Work item:
Would you print the full listing word for word?

'''

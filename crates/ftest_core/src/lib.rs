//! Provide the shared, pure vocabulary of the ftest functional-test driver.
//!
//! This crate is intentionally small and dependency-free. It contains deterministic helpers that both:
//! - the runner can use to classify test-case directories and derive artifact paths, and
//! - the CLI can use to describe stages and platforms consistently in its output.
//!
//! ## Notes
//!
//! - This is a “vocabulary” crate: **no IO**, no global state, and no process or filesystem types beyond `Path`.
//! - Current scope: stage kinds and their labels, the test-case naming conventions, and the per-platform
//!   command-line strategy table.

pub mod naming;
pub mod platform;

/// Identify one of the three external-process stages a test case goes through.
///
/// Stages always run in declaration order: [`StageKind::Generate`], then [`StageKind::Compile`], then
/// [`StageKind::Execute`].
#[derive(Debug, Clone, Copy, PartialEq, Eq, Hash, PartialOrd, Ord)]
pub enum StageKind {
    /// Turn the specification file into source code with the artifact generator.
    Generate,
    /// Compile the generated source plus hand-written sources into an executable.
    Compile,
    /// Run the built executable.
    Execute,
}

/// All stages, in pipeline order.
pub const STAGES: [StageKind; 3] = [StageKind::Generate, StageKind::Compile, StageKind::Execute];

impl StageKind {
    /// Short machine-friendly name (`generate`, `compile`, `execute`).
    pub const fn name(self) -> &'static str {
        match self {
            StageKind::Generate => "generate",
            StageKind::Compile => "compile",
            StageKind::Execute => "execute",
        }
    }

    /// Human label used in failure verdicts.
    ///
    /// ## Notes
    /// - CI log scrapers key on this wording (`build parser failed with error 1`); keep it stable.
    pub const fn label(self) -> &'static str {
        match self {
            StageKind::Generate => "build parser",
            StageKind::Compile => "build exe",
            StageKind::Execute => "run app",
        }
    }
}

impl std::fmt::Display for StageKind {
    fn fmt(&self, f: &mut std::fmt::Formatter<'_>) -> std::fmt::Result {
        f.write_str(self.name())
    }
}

'''

Exercise result:
filename crates/ftest_core/src/lib.rs
//! Provide the shared, pure vocabulary of the ftest functional-test driver.
//!
//! This crate is intentionally small and dependency-free. It contains deterministic helpers that both:
//! - the runner can use to classify test-case directories and derive artifact paths, and
//! - the CLI can use to describe stages and platforms consistently in its output.
//!
//! ## Notes
//!
//! - This is a “vocabulary” crate: **no IO**, no global state, and no process or filesystem types beyond `Path`.
//! - Current scope: stage kinds and their labels, the test-case naming conventions, and the per-platform
//!   command-line strategy table.

pub mod naming;
pub mod platform;

/// Identify one of the three external-process stages a test case goes through.
///
/// Stages always run in declaration order: [`StageKind::Generate`], then [`StageKind::Compile`], then
/// [`StageKind::Execute`].
#[derive(Debug, Clone, Copy, PartialEq, Eq, Hash, PartialOrd, Ord)]
pub enum StageKind {
    /// Turn the specification file into source code with the artifact generator.
    Generate,
    /// Compile the generated source plus hand-written sources into an executable.
    Compile,
    /// Run the built executable.
    Execute,
}

/// All stages, in pipeline order.
pub const STAGES: [StageKind; 3] = [StageKind::Generate, StageKind::Compile, StageKind::Execute];

impl StageKind {
    /// Short machine-friendly name (`generate`, `compile`, `execute`).
    pub const fn name(self) -> &'static str {
        match self {
            StageKind::Generate => "generate",
            StageKind::Compile => "compile",
            StageKind::Execute => "execute",
        }
    }

    /// Human label used in failure verdicts.
    ///
    /// ## Notes
    /// - CI log scrapers key on this wording (`build parser failed with error 1`); keep it stable.
    pub const fn label(self) -> &'static str {
        match self {
            StageKind::Generate => "build parser",
            StageKind::Compile => "build exe",
            StageKind::Execute => "run app",
        }
    }
}

impl std::fmt::Display for StageKind {
    fn fmt(&self, f: &mut std::fmt::Formatter<'_>) -> std::fmt::Result {
        f.write_str(self.name())
    }
}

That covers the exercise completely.